**Information provided:**
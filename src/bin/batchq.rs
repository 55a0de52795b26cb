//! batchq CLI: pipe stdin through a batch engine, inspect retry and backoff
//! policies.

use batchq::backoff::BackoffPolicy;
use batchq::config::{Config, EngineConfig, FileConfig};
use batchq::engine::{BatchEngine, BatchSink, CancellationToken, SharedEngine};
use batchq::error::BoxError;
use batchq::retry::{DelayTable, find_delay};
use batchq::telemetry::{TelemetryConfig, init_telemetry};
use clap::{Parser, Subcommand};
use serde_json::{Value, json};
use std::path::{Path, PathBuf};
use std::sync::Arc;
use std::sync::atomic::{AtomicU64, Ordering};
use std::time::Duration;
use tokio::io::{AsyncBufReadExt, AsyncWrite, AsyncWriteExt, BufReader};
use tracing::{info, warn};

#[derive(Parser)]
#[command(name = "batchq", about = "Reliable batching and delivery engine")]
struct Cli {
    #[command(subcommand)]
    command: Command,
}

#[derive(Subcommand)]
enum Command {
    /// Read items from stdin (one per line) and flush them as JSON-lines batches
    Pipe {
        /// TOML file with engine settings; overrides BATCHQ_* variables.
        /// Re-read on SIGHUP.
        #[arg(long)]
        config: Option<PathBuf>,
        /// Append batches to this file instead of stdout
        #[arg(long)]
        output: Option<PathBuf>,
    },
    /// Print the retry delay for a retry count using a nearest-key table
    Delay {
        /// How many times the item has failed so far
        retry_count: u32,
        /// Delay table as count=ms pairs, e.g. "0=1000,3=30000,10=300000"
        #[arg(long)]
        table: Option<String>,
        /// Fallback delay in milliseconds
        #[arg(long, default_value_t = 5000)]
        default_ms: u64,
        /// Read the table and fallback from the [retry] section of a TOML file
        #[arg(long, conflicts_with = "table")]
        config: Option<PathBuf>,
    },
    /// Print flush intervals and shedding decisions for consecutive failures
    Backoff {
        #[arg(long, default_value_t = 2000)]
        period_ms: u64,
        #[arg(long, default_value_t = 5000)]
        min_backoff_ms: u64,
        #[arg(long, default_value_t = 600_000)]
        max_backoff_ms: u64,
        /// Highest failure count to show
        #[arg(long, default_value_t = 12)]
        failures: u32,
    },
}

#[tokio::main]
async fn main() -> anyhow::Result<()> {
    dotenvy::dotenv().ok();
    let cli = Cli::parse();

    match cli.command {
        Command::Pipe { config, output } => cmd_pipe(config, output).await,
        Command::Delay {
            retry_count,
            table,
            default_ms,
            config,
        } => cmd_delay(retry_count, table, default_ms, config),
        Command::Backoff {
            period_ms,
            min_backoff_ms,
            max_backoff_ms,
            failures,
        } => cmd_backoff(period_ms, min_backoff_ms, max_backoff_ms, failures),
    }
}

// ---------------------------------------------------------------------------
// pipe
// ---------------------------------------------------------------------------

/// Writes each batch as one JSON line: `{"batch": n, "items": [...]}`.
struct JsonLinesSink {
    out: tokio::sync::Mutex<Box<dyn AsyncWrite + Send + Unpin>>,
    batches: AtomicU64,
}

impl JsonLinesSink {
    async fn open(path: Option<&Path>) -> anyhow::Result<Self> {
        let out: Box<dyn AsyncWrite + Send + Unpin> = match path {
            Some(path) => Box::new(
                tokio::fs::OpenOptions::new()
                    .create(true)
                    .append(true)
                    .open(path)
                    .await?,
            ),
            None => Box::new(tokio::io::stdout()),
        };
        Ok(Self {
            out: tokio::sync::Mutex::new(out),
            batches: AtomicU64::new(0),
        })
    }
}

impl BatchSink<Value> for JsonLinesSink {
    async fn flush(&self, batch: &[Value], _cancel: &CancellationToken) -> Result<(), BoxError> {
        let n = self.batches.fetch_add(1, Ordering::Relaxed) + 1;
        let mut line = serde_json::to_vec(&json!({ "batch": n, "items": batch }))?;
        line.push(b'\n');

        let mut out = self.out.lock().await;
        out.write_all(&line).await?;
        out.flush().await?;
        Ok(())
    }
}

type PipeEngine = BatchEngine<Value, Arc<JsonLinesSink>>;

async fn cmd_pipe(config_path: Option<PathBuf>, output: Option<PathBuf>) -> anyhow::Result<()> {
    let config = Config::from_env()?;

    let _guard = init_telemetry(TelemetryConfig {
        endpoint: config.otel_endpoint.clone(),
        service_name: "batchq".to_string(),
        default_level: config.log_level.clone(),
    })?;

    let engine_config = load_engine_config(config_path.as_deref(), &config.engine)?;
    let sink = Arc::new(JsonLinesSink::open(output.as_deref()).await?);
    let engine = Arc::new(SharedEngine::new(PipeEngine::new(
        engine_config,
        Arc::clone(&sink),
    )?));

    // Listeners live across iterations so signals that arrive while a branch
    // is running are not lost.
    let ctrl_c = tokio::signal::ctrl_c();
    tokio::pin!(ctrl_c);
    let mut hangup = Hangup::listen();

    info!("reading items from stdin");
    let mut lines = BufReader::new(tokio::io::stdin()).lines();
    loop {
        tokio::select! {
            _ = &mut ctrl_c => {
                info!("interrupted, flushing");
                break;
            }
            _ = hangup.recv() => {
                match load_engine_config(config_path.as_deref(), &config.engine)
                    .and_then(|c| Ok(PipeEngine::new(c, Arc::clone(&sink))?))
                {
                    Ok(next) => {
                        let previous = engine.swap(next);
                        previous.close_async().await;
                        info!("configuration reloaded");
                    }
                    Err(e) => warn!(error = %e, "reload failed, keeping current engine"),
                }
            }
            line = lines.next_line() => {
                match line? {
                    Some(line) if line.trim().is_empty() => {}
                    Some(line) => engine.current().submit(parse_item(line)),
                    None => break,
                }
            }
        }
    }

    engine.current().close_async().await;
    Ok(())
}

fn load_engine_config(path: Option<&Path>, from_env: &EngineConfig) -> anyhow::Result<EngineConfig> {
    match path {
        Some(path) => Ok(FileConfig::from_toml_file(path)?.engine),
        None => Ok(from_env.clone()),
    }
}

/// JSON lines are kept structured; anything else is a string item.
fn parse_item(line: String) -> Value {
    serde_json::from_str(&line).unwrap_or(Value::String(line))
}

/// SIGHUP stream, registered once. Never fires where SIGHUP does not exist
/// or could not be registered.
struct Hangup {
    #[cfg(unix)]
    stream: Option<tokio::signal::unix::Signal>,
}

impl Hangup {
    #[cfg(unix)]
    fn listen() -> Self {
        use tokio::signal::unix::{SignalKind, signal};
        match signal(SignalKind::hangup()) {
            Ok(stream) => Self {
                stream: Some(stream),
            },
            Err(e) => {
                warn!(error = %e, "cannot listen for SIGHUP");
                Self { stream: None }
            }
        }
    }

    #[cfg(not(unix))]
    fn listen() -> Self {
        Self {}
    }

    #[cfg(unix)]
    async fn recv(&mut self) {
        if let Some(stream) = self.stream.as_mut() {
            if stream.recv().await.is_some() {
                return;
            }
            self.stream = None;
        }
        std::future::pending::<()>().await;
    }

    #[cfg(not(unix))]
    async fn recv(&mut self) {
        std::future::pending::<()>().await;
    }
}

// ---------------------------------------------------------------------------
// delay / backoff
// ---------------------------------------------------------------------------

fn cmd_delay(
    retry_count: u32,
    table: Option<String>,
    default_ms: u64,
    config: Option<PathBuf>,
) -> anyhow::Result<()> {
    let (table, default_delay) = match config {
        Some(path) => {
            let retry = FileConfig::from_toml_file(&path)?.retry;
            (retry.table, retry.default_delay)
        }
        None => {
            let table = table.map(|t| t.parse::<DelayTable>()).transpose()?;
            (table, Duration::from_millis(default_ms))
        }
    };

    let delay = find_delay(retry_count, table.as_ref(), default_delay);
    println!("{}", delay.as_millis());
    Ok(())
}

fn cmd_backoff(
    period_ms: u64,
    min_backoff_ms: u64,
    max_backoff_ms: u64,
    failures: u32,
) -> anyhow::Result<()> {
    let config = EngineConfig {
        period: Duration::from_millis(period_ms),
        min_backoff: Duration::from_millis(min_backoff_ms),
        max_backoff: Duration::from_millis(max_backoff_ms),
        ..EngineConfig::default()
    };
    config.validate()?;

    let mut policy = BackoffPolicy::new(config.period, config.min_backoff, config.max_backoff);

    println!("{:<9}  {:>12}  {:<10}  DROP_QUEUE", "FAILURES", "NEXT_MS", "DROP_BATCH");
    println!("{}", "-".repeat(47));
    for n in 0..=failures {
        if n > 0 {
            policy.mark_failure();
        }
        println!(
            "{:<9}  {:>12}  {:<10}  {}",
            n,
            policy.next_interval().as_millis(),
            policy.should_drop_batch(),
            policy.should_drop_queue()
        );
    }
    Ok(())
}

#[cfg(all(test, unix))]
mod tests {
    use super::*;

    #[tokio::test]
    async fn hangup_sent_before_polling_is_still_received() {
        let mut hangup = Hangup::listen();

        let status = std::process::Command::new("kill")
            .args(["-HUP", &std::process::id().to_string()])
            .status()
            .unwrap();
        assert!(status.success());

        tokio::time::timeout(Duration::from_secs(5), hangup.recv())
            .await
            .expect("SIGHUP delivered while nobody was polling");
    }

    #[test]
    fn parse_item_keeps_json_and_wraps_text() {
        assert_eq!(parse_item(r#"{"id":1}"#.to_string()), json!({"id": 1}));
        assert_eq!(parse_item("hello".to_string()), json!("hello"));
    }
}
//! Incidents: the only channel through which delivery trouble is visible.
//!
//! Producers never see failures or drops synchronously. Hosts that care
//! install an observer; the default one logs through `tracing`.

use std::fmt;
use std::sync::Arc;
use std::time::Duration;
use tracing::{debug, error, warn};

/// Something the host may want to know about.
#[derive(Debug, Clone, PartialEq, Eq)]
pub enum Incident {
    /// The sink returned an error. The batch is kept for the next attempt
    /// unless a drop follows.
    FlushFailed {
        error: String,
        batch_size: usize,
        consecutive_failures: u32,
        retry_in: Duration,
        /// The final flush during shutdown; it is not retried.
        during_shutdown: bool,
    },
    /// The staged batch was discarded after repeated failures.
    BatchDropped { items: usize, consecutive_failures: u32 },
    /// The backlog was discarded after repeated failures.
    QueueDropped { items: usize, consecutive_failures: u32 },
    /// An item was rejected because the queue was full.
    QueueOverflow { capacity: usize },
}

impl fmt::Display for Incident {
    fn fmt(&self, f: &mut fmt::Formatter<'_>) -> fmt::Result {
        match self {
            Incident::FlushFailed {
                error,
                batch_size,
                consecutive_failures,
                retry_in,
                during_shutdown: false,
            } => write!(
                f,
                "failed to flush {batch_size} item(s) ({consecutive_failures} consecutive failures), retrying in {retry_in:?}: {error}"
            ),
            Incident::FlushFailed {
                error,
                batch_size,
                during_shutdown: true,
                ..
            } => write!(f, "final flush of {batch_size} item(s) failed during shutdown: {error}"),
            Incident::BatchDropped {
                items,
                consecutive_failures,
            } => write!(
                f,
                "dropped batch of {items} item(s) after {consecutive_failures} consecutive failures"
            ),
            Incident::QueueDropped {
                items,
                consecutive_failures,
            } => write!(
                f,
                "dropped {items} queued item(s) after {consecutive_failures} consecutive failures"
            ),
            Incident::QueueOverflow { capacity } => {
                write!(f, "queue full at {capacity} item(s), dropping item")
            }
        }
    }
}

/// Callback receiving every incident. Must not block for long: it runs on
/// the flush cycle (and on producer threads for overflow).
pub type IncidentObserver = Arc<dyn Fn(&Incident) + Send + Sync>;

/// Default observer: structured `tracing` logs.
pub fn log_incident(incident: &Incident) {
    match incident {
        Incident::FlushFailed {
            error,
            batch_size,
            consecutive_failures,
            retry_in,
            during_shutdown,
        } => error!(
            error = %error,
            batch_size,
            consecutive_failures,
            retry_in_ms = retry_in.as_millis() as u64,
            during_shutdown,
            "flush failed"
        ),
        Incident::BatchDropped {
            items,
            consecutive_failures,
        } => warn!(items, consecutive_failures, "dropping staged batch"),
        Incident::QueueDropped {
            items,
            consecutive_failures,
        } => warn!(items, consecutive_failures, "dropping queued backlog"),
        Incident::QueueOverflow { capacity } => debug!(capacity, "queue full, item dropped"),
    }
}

**Assigned task:** What lines in the records above include the string "QueueDropped"? Copy each one.

**Reply to the exercise:**
    QueueDropped { items: usize, consecutive_failures: u32 },
            Incident::QueueDropped {
        Incident::QueueDropped {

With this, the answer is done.